Ce second ouvrage se compose de cinq chapitres, permettant à Cru de présenter de manière plus synthétique les résultats de sa volumineuse enquête littéraire. Les titres successifs en sont : « L’histoire militaire et les témoins » ; « Les légendes » ; « Les témoignages » ; « Littérature et témoignage » ; « De la connaissance de l’homme par la guerre ». C’est essentiellement dans le chapitre 4 que Cru répond à un certain nombre de ses critiques.
Ce second ouvrage a été traduit en allemand et publié en Allemagne. A l’arrivée des nazis au pouvoir, les exemplaires restants seront saisis et brûlés. Il a également été traduit et publié en Norvège. Une traduction anglaise a été apprêtée mais n’a pas été publiée.
Les deux ouvrages tombent dans un oubli à peu près complet aux lendemains de la Seconde Guerre mondiale. Du témoignage devra attendre 1967 pour être réédité par Jean-Jacques Pauvert. Quant à Témoins, l’œuvre majeure de Cru, elle ne sera republiée par les Presses Universitaires de Nancy qu’en 1993 puis à nouveau en 2008, en étant alors accompagnée d’un appareil critique et d’un dossier rassemblant la plupart des comptes-rendus suscités par la première édition. Ce qui signifie clairement que Cru n’est pas parvenu à obtenir la reconnaissance qu’il attendait du public et, plus encore, des historiens travaillant sur la Première Guerre mondiale à l’exception notable des historiens du CRID 14-18, dont Frédéri Rousseau, auteur du seul ouvrage disponible sur Cru.
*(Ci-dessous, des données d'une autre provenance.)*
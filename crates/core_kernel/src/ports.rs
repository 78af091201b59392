//! Ports for external collaborators
//!
//! The engine depends on a small set of collaborator interfaces abstracted
//! from any concrete hosted platform: a blob store for generated documents,
//! an email sender for levy notices, and a document renderer that turns
//! aggregated report rows into bytes. Each domain additionally defines its
//! own store port over the relational database.
//!
//! All calls are single-shot async requests. There is no retry or backoff
//! layer; failures surface synchronously to the caller.

use std::fmt;
use async_trait::async_trait;
use serde_json::Value;
use thiserror::Error;

/// Error type for port operations
///
/// A unified error type that all port implementations use, keeping error
/// handling consistent across database and external-service adapters.
#[derive(Debug, Error)]
pub enum PortError {
    /// The requested entity was not found
    #[error("Not found: {entity_type} with id {id}")]
    NotFound { entity_type: String, id: String },

    /// A validation error occurred
    #[error("Validation error: {message}")]
    Validation { message: String },

    /// The operation conflicts with existing data
    #[error("Conflict: {message}")]
    Conflict { message: String },

    /// Connection to the underlying system failed
    #[error("Connection error: {message}")]
    Connection {
        message: String,
        #[source]
        source: Option<Box<dyn std::error::Error + Send + Sync>>,
    },

    /// An internal error occurred
    #[error("Internal error: {message}")]
    Internal {
        message: String,
        #[source]
        source: Option<Box<dyn std::error::Error + Send + Sync>>,
    },
}

impl PortError {
    /// Creates a NotFound error
    pub fn not_found(entity_type: impl Into<String>, id: impl fmt::Display) -> Self {
        PortError::NotFound {
            entity_type: entity_type.into(),
            id: id.to_string(),
        }
    }

    /// Creates a Validation error
    pub fn validation(message: impl Into<String>) -> Self {
        PortError::Validation {
            message: message.into(),
        }
    }

    /// Creates a Conflict error
    pub fn conflict(message: impl Into<String>) -> Self {
        PortError::Conflict {
            message: message.into(),
        }
    }

    /// Creates a Connection error
    pub fn connection(message: impl Into<String>) -> Self {
        PortError::Connection {
            message: message.into(),
            source: None,
        }
    }

    /// Creates an Internal error
    pub fn internal(message: impl Into<String>) -> Self {
        PortError::Internal {
            message: message.into(),
            source: None,
        }
    }

    /// Returns true if this error indicates the entity was not found
    pub fn is_not_found(&self) -> bool {
        matches!(self, PortError::NotFound { .. })
    }

    /// Returns true if this error indicates a conflict with existing state
    pub fn is_conflict(&self) -> bool {
        matches!(self, PortError::Conflict { .. })
    }
}

/// Marker trait for all domain ports
///
/// All port traits extend this marker to ensure they are thread-safe and
/// usable in async contexts.
pub trait DomainPort: Send + Sync + 'static {}

/// Blob storage for generated documents and notices
#[async_trait]
pub trait BlobStore: Send + Sync {
    /// Uploads bytes to the given path
    async fn upload(&self, path: &str, bytes: Vec<u8>, content_type: &str) -> Result<(), PortError>;

    /// Downloads the bytes stored at the given path
    async fn download(&self, path: &str) -> Result<Vec<u8>, PortError>;

    /// Creates a time-limited signed URL for the given path
    async fn create_signed_url(&self, path: &str, ttl_seconds: u64) -> Result<String, PortError>;
}

/// An outbound email message
#[derive(Debug, Clone)]
pub struct EmailMessage {
    pub from: String,
    pub to: Vec<String>,
    pub subject: String,
    pub html: Option<String>,
    pub text: Option<String>,
    /// Attachments as (filename, content_type, bytes)
    pub attachments: Vec<(String, String, Vec<u8>)>,
}

/// Email delivery for levy notices and reports
#[async_trait]
pub trait EmailSender: Send + Sync {
    /// Sends a message, returning the provider's message id
    async fn send(&self, message: EmailMessage) -> Result<String, PortError>;
}

/// Renders aggregated report data into document bytes (e.g. PDF)
#[async_trait]
pub trait DocumentRenderer: Send + Sync {
    /// Renders the named template with the supplied data
    async fn render(&self, template_name: &str, data: Value) -> Result<Vec<u8>, PortError>;
}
Je réserve l’analyse des raisons profondes de cette médiocre réception à un autre article, pour me pencher ici exclusivement sur les principes et les résultats de son travail historiographique.
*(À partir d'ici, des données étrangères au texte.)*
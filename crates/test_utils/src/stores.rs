//! In-memory store implementations
//!
//! Full implementations of the domain persistence ports over plain
//! `Mutex`-guarded maps, for service and API tests that should not touch
//! PostgreSQL. Locks are never held across an await point.

use std::collections::HashMap;
use std::sync::Mutex;

use async_trait::async_trait;
use chrono::NaiveDate;

use core_kernel::{
    BudgetId, BudgetLineId, Currency, DateRange, DomainPort, FundType, LevyItemId, LevyPeriodId,
    LevyScheduleId, LotId, Money, PaymentId, PortError, SchemeId, TransactionId,
};
use domain_budget::{Budget, BudgetLineItem, BudgetStore};
use domain_ledger::{
    CategoryMovement, FundMovement, FundOpeningBalances, LedgerAccount, LedgerStore, LineType,
    PostedLine, Transaction, TransactionLine, TransactionType,
};
use domain_levy::{LevyItem, LevyPeriod, LevySchedule, LevyStore, Payment, PaymentAllocation};

// ---------------------------------------------------------------------
// Levy store

#[derive(Default)]
struct LevyState {
    schedules: HashMap<LevyScheduleId, LevySchedule>,
    periods: HashMap<LevyPeriodId, LevyPeriod>,
    items: HashMap<LevyItemId, LevyItem>,
    payments: HashMap<PaymentId, Payment>,
    allocations: Vec<PaymentAllocation>,
}

/// In-memory `LevyStore`
#[derive(Default)]
pub struct InMemoryLevyStore {
    state: Mutex<LevyState>,
}

impl InMemoryLevyStore {
    pub fn new() -> Self {
        Self::default()
    }

    /// Seeds levy items directly, bypassing the service layer
    pub fn seed_items(&self, items: &[LevyItem]) {
        let mut state = self.state.lock().expect("lock poisoned");
        for item in items {
            state.items.insert(item.id, item.clone());
        }
    }

    /// Number of stored payments
    pub fn payment_count(&self) -> usize {
        self.state.lock().expect("lock poisoned").payments.len()
    }

    /// Number of stored allocations
    pub fn allocation_count(&self) -> usize {
        self.state.lock().expect("lock poisoned").allocations.len()
    }
}

impl DomainPort for InMemoryLevyStore {}

#[async_trait]
impl LevyStore for InMemoryLevyStore {
    async fn insert_schedule(&self, schedule: &LevySchedule) -> Result<(), PortError> {
        let mut state = self.state.lock().expect("lock poisoned");
        state.schedules.insert(schedule.id, schedule.clone());
        Ok(())
    }

    async fn get_schedule(
        &self,
        scheme_id: SchemeId,
        id: LevyScheduleId,
    ) -> Result<LevySchedule, PortError> {
        let state = self.state.lock().expect("lock poisoned");
        state
            .schedules
            .get(&id)
            .filter(|s| s.scheme_id == scheme_id)
            .cloned()
            .ok_or_else(|| PortError::not_found("LevySchedule", id))
    }

    async fn list_schedules(&self, scheme_id: SchemeId) -> Result<Vec<LevySchedule>, PortError> {
        let state = self.state.lock().expect("lock poisoned");
        let mut schedules: Vec<LevySchedule> = state
            .schedules
            .values()
            .filter(|s| s.scheme_id == scheme_id)
            .cloned()
            .collect();
        schedules.sort_by(|a, b| b.budget_year_start.cmp(&a.budget_year_start));
        Ok(schedules)
    }

    async fn find_overlapping_schedule(
        &self,
        scheme_id: SchemeId,
        start: NaiveDate,
        end: NaiveDate,
    ) -> Result<Option<LevySchedule>, PortError> {
        let state = self.state.lock().expect("lock poisoned");
        Ok(state
            .schedules
            .values()
            .find(|s| {
                s.scheme_id == scheme_id
                    && s.is_active
                    && s.budget_year_start <= end
                    && s.budget_year_end >= start
            })
            .cloned())
    }

    async fn update_schedule(&self, schedule: &LevySchedule) -> Result<(), PortError> {
        let mut state = self.state.lock().expect("lock poisoned");
        state.schedules.insert(schedule.id, schedule.clone());
        Ok(())
    }

    async fn delete_schedule(&self, id: LevyScheduleId) -> Result<(), PortError> {
        let mut state = self.state.lock().expect("lock poisoned");
        state.schedules.remove(&id);
        state.periods.retain(|_, p| p.schedule_id != id);
        Ok(())
    }

    async fn insert_periods(&self, periods: &[LevyPeriod]) -> Result<(), PortError> {
        let mut state = self.state.lock().expect("lock poisoned");
        for period in periods {
            state.periods.insert(period.id, period.clone());
        }
        Ok(())
    }

    async fn delete_periods(&self, schedule_id: LevyScheduleId) -> Result<(), PortError> {
        let mut state = self.state.lock().expect("lock poisoned");
        state.periods.retain(|_, p| p.schedule_id != schedule_id);
        Ok(())
    }

    async fn list_periods(
        &self,
        schedule_id: LevyScheduleId,
    ) -> Result<Vec<LevyPeriod>, PortError> {
        let state = self.state.lock().expect("lock poisoned");
        let mut periods: Vec<LevyPeriod> = state
            .periods
            .values()
            .filter(|p| p.schedule_id == schedule_id)
            .cloned()
            .collect();
        periods.sort_by_key(|p| p.period_number);
        Ok(periods)
    }

    async fn insert_items(&self, items: &[LevyItem]) -> Result<(), PortError> {
        self.seed_items(items);
        Ok(())
    }

    async fn get_item(&self, id: LevyItemId) -> Result<LevyItem, PortError> {
        let state = self.state.lock().expect("lock poisoned");
        state
            .items
            .get(&id)
            .cloned()
            .ok_or_else(|| PortError::not_found("LevyItem", id))
    }

    async fn update_item(&self, item: &LevyItem) -> Result<(), PortError> {
        let mut state = self.state.lock().expect("lock poisoned");
        state.items.insert(item.id, item.clone());
        Ok(())
    }

    async fn list_outstanding_items(
        &self,
        scheme_id: SchemeId,
        lot_id: LotId,
    ) -> Result<Vec<LevyItem>, PortError> {
        let state = self.state.lock().expect("lock poisoned");
        let mut items: Vec<LevyItem> = state
            .items
            .values()
            .filter(|i| {
                i.scheme_id == scheme_id && i.lot_id == lot_id && i.balance().is_positive()
            })
            .cloned()
            .collect();
        items.sort_by(|a, b| {
            a.due_date
                .cmp(&b.due_date)
                .then(a.created_at.cmp(&b.created_at))
        });
        Ok(items)
    }

    async fn list_items_for_period(
        &self,
        period_id: LevyPeriodId,
    ) -> Result<Vec<LevyItem>, PortError> {
        let state = self.state.lock().expect("lock poisoned");
        let mut items: Vec<LevyItem> = state
            .items
            .values()
            .filter(|i| i.period_id == period_id)
            .cloned()
            .collect();
        items.sort_by_key(|i| i.created_at);
        Ok(items)
    }

    async fn schedule_has_items(&self, schedule_id: LevyScheduleId) -> Result<bool, PortError> {
        let state = self.state.lock().expect("lock poisoned");
        let period_ids: Vec<LevyPeriodId> = state
            .periods
            .values()
            .filter(|p| p.schedule_id == schedule_id)
            .map(|p| p.id)
            .collect();
        Ok(state
            .items
            .values()
            .any(|i| period_ids.contains(&i.period_id)))
    }

    async fn insert_payment(&self, payment: &Payment) -> Result<(), PortError> {
        let mut state = self.state.lock().expect("lock poisoned");
        state.payments.insert(payment.id, payment.clone());
        Ok(())
    }

    async fn get_payment(
        &self,
        scheme_id: SchemeId,
        id: PaymentId,
    ) -> Result<Payment, PortError> {
        let state = self.state.lock().expect("lock poisoned");
        state
            .payments
            .get(&id)
            .filter(|p| p.scheme_id == scheme_id)
            .cloned()
            .ok_or_else(|| PortError::not_found("Payment", id))
    }

    async fn list_payments(
        &self,
        scheme_id: SchemeId,
        lot_id: LotId,
    ) -> Result<Vec<Payment>, PortError> {
        let state = self.state.lock().expect("lock poisoned");
        let mut payments: Vec<Payment> = state
            .payments
            .values()
            .filter(|p| p.scheme_id == scheme_id && p.lot_id == lot_id)
            .cloned()
            .collect();
        payments.sort_by(|a, b| {
            b.payment_date
                .cmp(&a.payment_date)
                .then(b.created_at.cmp(&a.created_at))
        });
        Ok(payments)
    }

    async fn insert_allocation(&self, allocation: &PaymentAllocation) -> Result<(), PortError> {
        let mut state = self.state.lock().expect("lock poisoned");
        state.allocations.push(allocation.clone());
        Ok(())
    }

    async fn list_allocations(
        &self,
        payment_id: PaymentId,
    ) -> Result<Vec<PaymentAllocation>, PortError> {
        let state = self.state.lock().expect("lock poisoned");
        let mut allocations: Vec<PaymentAllocation> = state
            .allocations
            .iter()
            .filter(|a| a.payment_id == payment_id)
            .cloned()
            .collect();
        allocations.sort_by_key(|a| a.allocated_at);
        Ok(allocations)
    }
}

// ---------------------------------------------------------------------
// Ledger store

#[derive(Default)]
struct LedgerState {
    accounts: Vec<LedgerAccount>,
    transactions: HashMap<TransactionId, Transaction>,
    lines: Vec<TransactionLine>,
}

/// In-memory `LedgerStore`
#[derive(Default)]
pub struct InMemoryLedgerStore {
    state: Mutex<LedgerState>,
}

impl InMemoryLedgerStore {
    pub fn new() -> Self {
        Self::default()
    }
}

impl DomainPort for InMemoryLedgerStore {}

impl LedgerState {
    /// The debit-side sum of one transaction's lines
    fn transaction_amount(&self, id: TransactionId) -> Money {
        self.lines
            .iter()
            .filter(|l| l.transaction_id == id && l.line_type == LineType::Debit)
            .fold(Money::zero(Currency::default()), |acc, l| acc + l.amount)
    }

    fn live_transactions_in<'a>(
        &'a self,
        scheme_id: SchemeId,
        range: &'a DateRange,
    ) -> impl Iterator<Item = &'a Transaction> {
        self.transactions.values().filter(move |t| {
            t.scheme_id == scheme_id && !t.is_deleted && range.contains(t.transaction_date)
        })
    }
}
Tout le travail critique de Cru s’adosse à deux présupposés, qu’il explicite d’emblée et qu’il revendique avec force. Selon le premier, à quelques rares exceptions près, la science historique ne nous a pas, pour l’instant, enseigné ce qu’est la guerre contemporaine – entendue ici au sens restreint de la bataille, de l’affrontement armé direct sur le terrain. Tout simplement parce que cette science est elle-même pétrie de tout une « légende de la guerre », de ce que on pourrait nommer un imaginaire guerrier ou héroïque, qui constitue en fait une véritable falsification de la réalité de la bataille. Cru énonce ce premier présupposé dès les premières lignes de Témoins :
« L’histoire militaire a été jusqu’ici inférieure aux autres histoires. Elle l’a été parce qu’elle s’occupe de faits spéciaux que les témoins, les chroniqueurs, les historiens du temps, tous ceux dont les écrits sont nos seuls documents se sont ingéniés à dénaturer par esprit de patriotisme, de gloriole, de tradition. » [6]
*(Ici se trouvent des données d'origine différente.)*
//! Budget Domain Ports

use async_trait::async_trait;

use core_kernel::{BudgetId, BudgetLineId, DomainPort, FundType, PortError, SchemeId};

use crate::budget::{Budget, BudgetLineItem};

/// Persistence port for the budget domain
#[async_trait]
pub trait BudgetStore: DomainPort {
    /// Persists a new budget
    async fn insert_budget(&self, budget: &Budget) -> Result<(), PortError>;

    /// Fetches a budget by id, scoped to a scheme
    async fn get_budget(&self, scheme_id: SchemeId, id: BudgetId) -> Result<Budget, PortError>;

    /// Finds a scheme's budget for a financial year and fund, if any
    async fn find_budget(
        &self,
        scheme_id: SchemeId,
        financial_year: i32,
        fund_type: FundType,
    ) -> Result<Option<Budget>, PortError>;

    /// Lists a scheme's budgets, newest financial year first
    async fn list_budgets(&self, scheme_id: SchemeId) -> Result<Vec<Budget>, PortError>;

    /// Writes back an updated budget
    async fn update_budget(&self, budget: &Budget) -> Result<(), PortError>;

    /// Hard-deletes a budget and its line items
    async fn delete_budget(&self, id: BudgetId) -> Result<(), PortError>;

    /// Persists a new line item
    async fn insert_line(&self, line: &BudgetLineItem) -> Result<(), PortError>;

    /// Writes back an updated line item
    async fn update_line(&self, line: &BudgetLineItem) -> Result<(), PortError>;

    /// Deletes a line item
    async fn delete_line(&self, id: BudgetLineId) -> Result<(), PortError>;

    /// Lists a budget's line items ordered by category code
    async fn list_lines(&self, budget_id: BudgetId) -> Result<Vec<BudgetLineItem>, PortError>;
}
Selon le second présupposé dont part Cru, les seuls à détenir la vérité sur ce qu’est la guerre (toujours entendue au sens de la bataille) sont les combattants, car eux seuls peuvent témoigner de sa réalité. A une expresse condition cependant : en croire leurs yeux et faire confiance à leurs tripes, c’est-à-dire prêter crédit à leur expérience immédiate et porter honnêtement témoignage de ce qu’ils ont vu et vécu, y compris et surtout lorsque cela dément précisément toute « la légende de la guerre », tout l’imaginaire guerrier ou héroïque qui leur avait été précédemment enseigné.
Il y a là un renversement complet de perspective par rapport à la conception classique qui fait du combattant en tant que témoin direct un non-savant. Pour Cru, contrairement à ce que laisse entendre par exemple Stendhal dans La Chartreuse de Parme ou, plus exactement à ce qu’on a voulu lui faire dire selon Cru, ce n’est pas Napoléon qui est capable de nous faire comprendre ce qu’a été Waterloo mais c’est bien Fabrice :
« Aux historiens, ces témoignages apprendront que toute histoire militaire vue de haut, conçue comme une partie d’échecs, faite d’après les documents d’état-major et sans les témoignages des vrais acteurs, de ceux qui portent et subissent les coups, est une agréable illusion où l’on croit pouvoir construire un ensemble, lequel est fait de détails, sans connaître l’essence même de ces détails. » [7]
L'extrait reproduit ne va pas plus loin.